En revanche, la sarcoïdose et la maladie de Crohn, partageant des mécanismes inflammatoires communs, peuvent très rarement être associés.
Au final, après avoir éliminé les causes infectieuses et médicamenteuses, la prise en charge reste la même : corticothérapie. L'amélioration est rapide. En deux mois, le bilan hépatique se normalise. En cas de corticodépendance, un traitement immunomodulateur par AZATHIOPRINE aurait été proposé, et en l'absence de réponse, un traitement par anti-TNFalpha aurait été discuté. Et ce, quelle que soit l'étiologie retenue…
Et un petit dernier pour la route...
Article 7
Une cause de pancréatite aiguë à faire réciter aux externes
Sajjad, Erum & Sami, Sumayya & Khanum, Iff at. (2025). Coral snake envenomation induced acute pancreatitis. The Egyptian Journal of Internal Medicine. 37. 10.1186/s43162-025-00413-0.
Une patiente pakistanaise de 20 ans est mordue au poignet par un serpent corail et reçoit un sérum antivenimeux dans son village. Quatre jours plus tard, elle consulte aux urgences pour un ptosis bilatéral, une faiblesse musculaire et une dyspnée.
Le tableau neurologique, évocateur d'une neurotoxicité liée au venin, est traité par néostigmine et sérum anti-venin avec une bonne amélioration.

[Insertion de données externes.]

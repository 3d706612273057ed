//! Prompt composition.
//!
//! [`compose`] assembles the full generation prompt from a template, the
//! character card, and projected history. Sections are joined with blank
//! lines in a fixed order: template (with the card block folded in), history,
//! optional latest message, closing instruction. The whole module is pure:
//! every function is a function of its arguments alone.

use tracing::debug;

use crate::history::HistoryTurn;
use crate::settings::Settings;
use crate::{CHAR_PLACEHOLDER, CharacterCard, DEFAULT_USER_NAME, USER_PLACEHOLDER};

/// Heading of the character card block.
pub const CARD_HEADER: &str = "Character Information:";

/// Heading of a non-empty history block.
pub const HISTORY_HEADER: &str = "Recent conversation history:";

/// Rendered in place of the history block when there is none.
pub const EMPTY_HISTORY: &str = "No previous messages in this conversation.";

/// Label prefixed to the user's free-text input.
pub const LATEST_MESSAGE_LABEL: &str = "Latest message to respond to:";

/// Replace every occurrence of `{{char}}` and `{{user}}` in `template`.
///
/// A template without placeholders passes through unchanged.
pub fn substitute_placeholders(template: &str, character_name: &str, user_name: &str) -> String {
    template
        .replace(CHAR_PLACEHOLDER, character_name)
        .replace(USER_PLACEHOLDER, user_name)
}

/// Render the character card block: the name always, then each non-empty
/// persona field on its own labeled line, in fixed order.
pub fn character_block(character: &CharacterCard) -> String {
    let mut lines = vec![
        CARD_HEADER.to_string(),
        format!("Name: {}", character.name),
    ];
    for (label, value) in [
        ("Description", &character.description),
        ("Personality", &character.personality),
        ("Scenario", &character.scenario),
        ("Example dialogue", &character.mes_example),
    ] {
        if !value.is_empty() {
            lines.push(format!("{label}: {value}"));
        }
    }
    lines.join("\n")
}

/// Render the history block: one `speaker: message` line per turn in
/// chronological order, or the literal empty-history sentence.
pub fn history_block(history: &[HistoryTurn]) -> String {
    if history.is_empty() {
        return EMPTY_HISTORY.to_string();
    }
    let mut lines = vec![HISTORY_HEADER.to_string()];
    lines.extend(history.iter().map(|t| format!("{}: {}", t.speaker, t.text)));
    lines.join("\n")
}

/// Compose the full generation prompt.
///
/// Callers must have resolved the character already; composing with a
/// defaulted character would silently corrupt the placeholder substitution
/// and the closing instruction, so an unresolvable character is an error
/// upstream, never a fallback here.
///
/// ```
/// use understudy::prompt::compose;
/// use understudy::settings::Settings;
/// use understudy::{CharacterCard, HistoryTurn};
///
/// let prompt = compose(
///     &CharacterCard::named("Aria"),
///     &Settings::default(),
///     &[HistoryTurn::new("Sam", "hi", true)],
///     Some("What's up?"),
///     Some("Sam"),
/// );
/// assert!(prompt.ends_with("Respond as Aria:"));
/// ```
pub fn compose(
    character: &CharacterCard,
    settings: &Settings,
    history: &[HistoryTurn],
    user_input: Option<&str>,
    user_display_name: Option<&str>,
) -> String {
    let user_name = user_display_name
        .filter(|n| !n.is_empty())
        .unwrap_or(DEFAULT_USER_NAME);

    let mut sections = vec![substitute_placeholders(
        settings.effective_template(),
        &character.name,
        user_name,
    )];
    if settings.include_character_card {
        sections.push(character_block(character));
    }
    sections.push(history_block(history));
    if let Some(input) = user_input
        && !input.trim().is_empty()
    {
        sections.push(format!("{LATEST_MESSAGE_LABEL} {input}"));
    }
    sections.push(format!("Respond as {}:", character.name));

    let prompt = sections.join("\n\n");
    debug!(
        "composed prompt: {} chars, {} history turn(s)",
        prompt.chars().count(),
        history.len()
    );
    prompt
}
//! Command registry and the two host-facing commands.
//!
//! The host's command facility is fed from a [`CommandSet`]: each command
//! declares `{name, aliases, help_text}` and an async handler over named
//! arguments plus a free-text value. Handlers catch every flow error at this
//! boundary and answer with a short text message; nothing a command does is
//! allowed to propagate an error into the host.

use std::collections::HashMap;
use std::future::Future;
use std::pin::Pin;
use std::sync::Arc;

use tracing::{debug, error, warn};

use crate::error::UnderstudyError;
use crate::flow::Understudy;

/// Boxed future returned by [`Command::execute`].
pub type CommandFuture<'a> = Pin<Box<dyn Future<Output = String> + Send + 'a>>;

/// Named `key=value` arguments of a command invocation.
pub type NamedArgs = HashMap<String, String>;

/// Notice returned by commands while the extension is switched off.
pub const DISABLED_NOTICE: &str =
    "Character impersonation is disabled. Enable it in the extension settings.";

// ── Definitions ────────────────────────────────────────────────────

/// Registration shape of a command: primary name, aliases, help text.
#[derive(Clone, Debug, PartialEq, Eq)]
pub struct CommandDef {
    pub name: String,
    pub aliases: Vec<String>,
    pub help_text: String,
}

impl CommandDef {
    pub fn new(name: impl Into<String>, help_text: impl Into<String>) -> Self {
        Self {
            name: name.into(),
            aliases: Vec::new(),
            help_text: help_text.into(),
        }
    }

    /// Add an alias (builder pattern).
    pub fn alias(mut self, alias: impl Into<String>) -> Self {
        self.aliases.push(alias.into());
        self
    }

    /// Whether `invocation` names this command, by primary name or alias.
    pub fn matches(&self, invocation: &str) -> bool {
        self.name == invocation || self.aliases.iter().any(|a| a == invocation)
    }
}

/// A command the host can invoke.
///
/// `execute` receives the parsed named arguments and the free-text remainder
/// of the invocation, and resolves to the text shown to the user. Errors are
/// rendered into that text, never returned.
pub trait Command: Send + Sync {
    /// The command's registration shape.
    fn definition(&self) -> CommandDef;

    /// Handle one invocation.
    fn execute<'a>(&'a self, args: &'a NamedArgs, value: &'a str) -> CommandFuture<'a>;

    /// The command's primary name (convenience; delegates to definition).
    fn name(&self) -> String {
        self.definition().name
    }
}

// ── CommandSet ─────────────────────────────────────────────────────

/// A collection of commands dispatched by name or alias.
#[derive(Default)]
pub struct CommandSet {
    commands: Vec<Box<dyn Command>>,
}

impl CommandSet {
    pub fn new() -> Self {
        Self::default()
    }

    /// Register a command (builder pattern).
    pub fn with(mut self, command: impl Command + 'static) -> Self {
        self.register(command);
        self
    }

    /// Register a command.
    pub fn register(&mut self, command: impl Command + 'static) {
        self.commands.push(Box::new(command));
    }

    /// All registration shapes, for handing to the host's command facility.
    pub fn definitions(&self) -> Vec<CommandDef> {
        self.commands.iter().map(|c| c.definition()).collect()
    }

    pub fn len(&self) -> usize {
        self.commands.len()
    }

    pub fn is_empty(&self) -> bool {
        self.commands.is_empty()
    }

    /// Execute the command `invocation` names. Unknown names answer with a
    /// short notice instead of failing.
    pub async fn dispatch(&self, invocation: &str, args: &NamedArgs, value: &str) -> String {
        let Some(command) = self
            .commands
            .iter()
            .find(|c| c.definition().matches(invocation))
        else {
            return format!("Unknown command: /{invocation}");
        };
        debug!(
            "[command] /{invocation} ({} named arg(s), {} chars of input)",
            args.len(),
            value.chars().count()
        );
        command.execute(args, value).await
    }
}

// ── roleplay ───────────────────────────────────────────────────────

/// `/roleplay` (alias `/rp`): run the full compose → dispatch → confirm →
/// insert flow for the current character.
///
/// Accepts an optional `prompt=` named argument overriding the configured
/// system-prompt templates for this invocation, and an optional free-text
/// situation or message to respond to.
pub struct RoleplayCommand {
    understudy: Arc<Understudy>,
}

impl RoleplayCommand {
    pub fn new(understudy: Arc<Understudy>) -> Self {
        Self { understudy }
    }
}

impl Command for RoleplayCommand {
    fn definition(&self) -> CommandDef {
        CommandDef::new(
            "roleplay",
            "prompt=(custom system prompt) (message) - generate a response as your current character",
        )
        .alias("rp")
    }

    fn execute<'a>(&'a self, args: &'a NamedArgs, value: &'a str) -> CommandFuture<'a> {
        Box::pin(async move {
            if !self.understudy.settings().enabled {
                return DISABLED_NOTICE.to_string();
            }

            let template_override = args.get("prompt").map(String::as_str);
            let input = (!value.trim().is_empty()).then_some(value);

            let impersonation = match self.understudy.impersonate(input, template_override).await {
                Ok(impersonation) => impersonation,
                Err(e) => {
                    error!("impersonation failed: {e}");
                    return format!("Error: {e}");
                }
            };

            match self
                .understudy
                .offer_to_chat(&impersonation.character_name, &impersonation.response)
                .await
            {
                Ok(_) => format!(
                    "Roleplay complete. Response generated as {}.",
                    impersonation.character_name
                ),
                Err(UnderstudyError::DisplayUnavailable) => {
                    // No confirmation surface; report the text inline so the
                    // generated response is never dropped.
                    warn!("no confirmation surface wired; reporting response inline");
                    format!(
                        "{} (Impersonated) says:\n\n{}",
                        impersonation.character_name, impersonation.response
                    )
                }
                Err(e) => {
                    error!("could not offer response for insertion: {e}");
                    format!("Error: {e}")
                }
            }
        })
    }
}

// ── setimprompt ────────────────────────────────────────────────────

/// `/setimprompt` (alias `/setprompt`): view or set the custom system
/// prompt. A blank value reports the current one; anything else becomes the
/// new custom prompt and is persisted.
pub struct SetPromptCommand {
    understudy: Arc<Understudy>,
}

impl SetPromptCommand {
    pub fn new(understudy: Arc<Understudy>) -> Self {
        Self { understudy }
    }
}

impl Command for SetPromptCommand {
    fn definition(&self) -> CommandDef {
        CommandDef::new(
            "setimprompt",
            "(new prompt) - set or view the custom system prompt for impersonation",
        )
        .alias("setprompt")
    }

    fn execute<'a>(&'a self, _args: &'a NamedArgs, value: &'a str) -> CommandFuture<'a> {
        Box::pin(async move {
            let new_prompt = value.trim();
            if new_prompt.is_empty() {
                let current = self.understudy.settings().custom_system_prompt;
                return if current.is_empty() {
                    "Current custom system prompt: (none - using default)".to_string()
                } else {
                    format!("Current custom system prompt: {current}")
                };
            }

            self.understudy
                .update_settings(|s| s.custom_system_prompt = new_prompt.to_string());
            format!("Custom system prompt updated: {new_prompt}")
        })
    }
}

/// The full command set of this extension, ready for registration.
pub fn default_commands(understudy: Arc<Understudy>) -> CommandSet {
    CommandSet::new()
        .with(RoleplayCommand::new(understudy.clone()))
        .with(SetPromptCommand::new(understudy))
}

#[cfg(test)]
mod tests {
    use super::*;
    use crate::host::{AutoConfirmer, FnGenerator, StaticHost};
    use crate::{CharacterCard, ChatMessage};

    fn wired_understudy(host: Arc<StaticHost>) -> Arc<Understudy> {
        Arc::new(
            Understudy::new(host)
                .with_generator(Arc::new(FnGenerator::new(|_| async {
                    Ok("Well met, traveler.".to_string())
                })))
                .with_confirmer(Arc::new(AutoConfirmer::yes())),
        )
    }

    fn aria_host() -> Arc<StaticHost> {
        Arc::new(
            StaticHost::new()
                .with_character(CharacterCard::named("Aria"))
                .with_chat(vec![ChatMessage::user("hi").named("Sam")]),
        )
    }

    #[tokio::test]
    async fn dispatches_by_name_and_alias() {
        let commands = default_commands(wired_understudy(aria_host()));
        let args = NamedArgs::new();

        let by_name = commands.dispatch("roleplay", &args, "What's up?").await;
        assert_eq!(by_name, "Roleplay complete. Response generated as Aria.");

        let by_alias = commands.dispatch("rp", &args, "What's up?").await;
        assert_eq!(by_alias, "Roleplay complete. Response generated as Aria.");
    }

    #[tokio::test]
    async fn unknown_command_answers_with_a_notice() {
        let commands = default_commands(wired_understudy(aria_host()));
        let out = commands.dispatch("impersonate", &NamedArgs::new(), "").await;
        assert_eq!(out, "Unknown command: /impersonate");
    }

    #[tokio::test]
    async fn roleplay_inserts_the_confirmed_response() {
        let host = aria_host();
        let commands = default_commands(wired_understudy(host.clone()));
        commands.dispatch("roleplay", &NamedArgs::new(), "").await;

        let log = host.messages();
        assert_eq!(log.last().unwrap().text, "Well met, traveler.");
        assert_eq!(host.refresh_count(), 1);
    }

    #[tokio::test]
    async fn roleplay_reports_inline_without_a_confirmer() {
        let host = aria_host();
        let understudy = Arc::new(
            Understudy::new(host.clone()).with_generator(Arc::new(FnGenerator::new(|_| async {
                Ok("Well met, traveler.".to_string())
            }))),
        );
        let commands = default_commands(understudy);

        let out = commands.dispatch("roleplay", &NamedArgs::new(), "").await;
        assert_eq!(out, "Aria (Impersonated) says:\n\nWell met, traveler.");
        // Nothing was inserted.
        assert_eq!(host.messages().len(), 1);
    }

    #[tokio::test]
    async fn roleplay_honours_the_disabled_switch() {
        let host = aria_host();
        let understudy = wired_understudy(host.clone());
        understudy.update_settings(|s| s.enabled = false);

        let commands = default_commands(understudy);
        let out = commands.dispatch("roleplay", &NamedArgs::new(), "hello").await;
        assert_eq!(out, DISABLED_NOTICE);
        assert_eq!(host.messages().len(), 1);
    }

    #[tokio::test]
    async fn roleplay_renders_flow_errors_as_text() {
        let understudy = wired_understudy(Arc::new(StaticHost::new()));
        let commands = default_commands(understudy);

        let out = commands.dispatch("roleplay", &NamedArgs::new(), "").await;
        assert_eq!(out, "Error: no character selected; select a character first");
    }

    #[tokio::test]
    async fn roleplay_passes_the_prompt_override() {
        let captured = std::sync::Arc::new(std::sync::Mutex::new(String::new()));
        let sink = captured.clone();
        let generator = FnGenerator::new(move |prompt| {
            let sink = sink.clone();
            async move {
                if let Ok(mut seen) = sink.lock() {
                    *seen = prompt;
                }
                Ok("ok".to_string())
            }
        });
        let understudy = Arc::new(
            Understudy::new(aria_host())
                .with_generator(Arc::new(generator))
                .with_confirmer(Arc::new(AutoConfirmer::no())),
        );
        let commands = default_commands(understudy);

        let mut args = NamedArgs::new();
        args.insert("prompt".to_string(), "Answer as {{char}} in rhyme.".to_string());
        commands.dispatch("roleplay", &args, "").await;

        assert!(captured
            .lock()
            .unwrap()
            .starts_with("Answer as Aria in rhyme."));
    }

    #[tokio::test]
    async fn setimprompt_views_and_updates() {
        let understudy = wired_understudy(aria_host());
        let commands = default_commands(understudy.clone());
        let args = NamedArgs::new();

        let view = commands.dispatch("setimprompt", &args, "  ").await;
        assert_eq!(view, "Current custom system prompt: (none - using default)");

        let update = commands
            .dispatch("setprompt", &args, " Stay in rhyme. ")
            .await;
        assert_eq!(update, "Custom system prompt updated: Stay in rhyme.");
        assert_eq!(understudy.settings().custom_system_prompt, "Stay in rhyme.");

        let view = commands.dispatch("setimprompt", &args, "").await;
        assert_eq!(view, "Current custom system prompt: Stay in rhyme.");
    }

    #[test]
    fn definitions_expose_the_registration_shape() {
        let commands = default_commands(wired_understudy(aria_host()));
        let defs = commands.definitions();
        assert_eq!(defs.len(), 2);

        let roleplay = defs.iter().find(|d| d.name == "roleplay").unwrap();
        assert!(roleplay.matches("rp"));
        assert!(!roleplay.matches("setprompt"));
        assert!(roleplay.help_text.contains("current character"));
    }
}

Mais au quatrième jour d'hospitalisation, elle développe des douleurs abdominales avec une lipase significativement augmentée. Le scanner ne montre ni infiltration pancréatique ni coulée de nécrose, suggérant une pancréatite aiguë modérée. Il n'y avait d'argument pour une cause lithiasique, ni alcoolique.
Bien que rare, une pancréatite induite par le venin de serpent est décrite dans la littérature, possiblement liée à la présence de phospholipase A2, induisant une lyse cellulaire et pourrait affecter les glandes pancréatiques.
La prise en charge repose sur une réhydratation IV, un traitement antalgique mais aussi surtout sur l'administration de sérum anti-venin. L'évolution est rapidement favorable.